Par Scott Ritter – Le 10 janvier 2022 – Source Consortium News
Wendy Sherman pense que son objectif, lors de ses entretiens avec les responsables russes qui débutent lundi, est de leur faire la leçon sur le coût de l’orgueil démesuré. Au lieu de cela, elle est prête à conduire les États-Unis, l’OTAN et l’Europe sur le chemin de la ruine, prévient Scott Ritter.
Si une négociation diplomatique cruciale était vouée à l’échec dès le départ, les discussions entre les États-Unis et la Russie sur l’Ukraine et les garanties de sécurité russes en sont la preuve.
Les deux parties n’arrivent même pas à se mettre d’accord sur un ordre du jour.
Du point de vue russe, la situation est claire : « La partie russe est venue ici [à Genève] avec une position claire qui contient un certain nombre d’éléments qui, à mon avis, sont compréhensibles et ont été si clairement formulés – y compris à un haut niveau – qu’il est tout simplement impossible de s’écarter de nos approches », a déclaré à la presse le vice-ministre russe des affaires étrangères, Sergueï Ryabkov, à l’issue d’un dîner organisé dimanche par la secrétaire d’État adjointe américaine Wendy Sherman, qui dirige la délégation américaine.
M. Ryabkov faisait référence aux demandes formulées par le président russe Vladimir Poutine au président américain Joe Biden au début du mois de décembre concernant les garanties de sécurité de la Russie, qui ont ensuite été exposées en détail par Moscou sous la forme de deux projets de traités, un traité de sécurité russo-américain et un accord de sécurité entre la Russie et l’OTAN.
Ce dernier interdirait à l’Ukraine d’adhérer à l’OTAN et exclurait toute expansion vers l’est de l’alliance militaire transatlantique. À l’époque, M. Ryabkov avait noté de façon laconique que les États-Unis devaient immédiatement commencer à examiner les projets proposés en vue de les finaliser lors de la rencontre entre les deux parties. Aujourd’hui, alors que la réunion commence lundi, il semble que les États-Unis n’aient rien fait de tel.

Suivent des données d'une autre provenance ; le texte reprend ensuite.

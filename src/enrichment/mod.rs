//! Best-effort album art lookup for ranked results.

pub mod lastfm;

pub use lastfm::{LastFmConfig, LastFmImageResolver};

use crate::catalog::TrackSummary;
use async_trait::async_trait;
use serde::{Deserialize, Serialize};
use std::sync::Arc;
use tracing::debug;

/// Maps a (track, primary artist) pair to an image URL.
///
/// Implementations never fail: any problem resolves to `None`.
#[async_trait]
pub trait ImageResolver: Send + Sync {
    async fn image_url(&self, track_name: &str, artist_name: &str) -> Option<String>;
}

pub struct NoOpImageResolver;

#[async_trait]
impl ImageResolver for NoOpImageResolver {
    async fn image_url(&self, _track_name: &str, _artist_name: &str) -> Option<String> {
        None
    }
}

pub type GuardedImageResolver = Arc<dyn ImageResolver>;

#[derive(Clone, Serialize, Deserialize, Debug, PartialEq, Eq)]
pub struct RecommendedTrack {
    pub name: String,
    pub year: i64,
    pub artists: Vec<String>,
    #[serde(rename = "imageUrl")]
    pub image_url: Option<String>,
}

/// Attaches an image to each entry, one lookup at a time, in result order.
pub async fn enrich(
    resolver: &dyn ImageResolver,
    results: Vec<TrackSummary>,
) -> Vec<RecommendedTrack> {
    let mut enriched = Vec::with_capacity(results.len());
    for summary in results {
        let image_url = match summary.primary_artist() {
            Some(artist) => resolver.image_url(&summary.name, artist).await,
            None => None,
        };
        debug!(
            "Image for \"{}\": {}",
            summary.name,
            image_url.as_deref().unwrap_or("none")
        );
        enriched.push(RecommendedTrack {
            name: summary.name,
            year: summary.year,
            artists: summary.artists,
            image_url,
        });
    }
    enriched
}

« Les pourparlers vont être difficiles », a déclaré M. Ryabkov aux journalistes après le dîner de travail. « Elles ne peuvent pas être faciles. Elles seront menées comme pour le business. Je pense que nous ne perdrons pas notre temps demain ». Lorsqu’on lui a demandé si la Russie était prête à faire des compromis, M. Ryabkov a répondu de manière laconique : « Les Américains devraient se préparer à faire un compromis. »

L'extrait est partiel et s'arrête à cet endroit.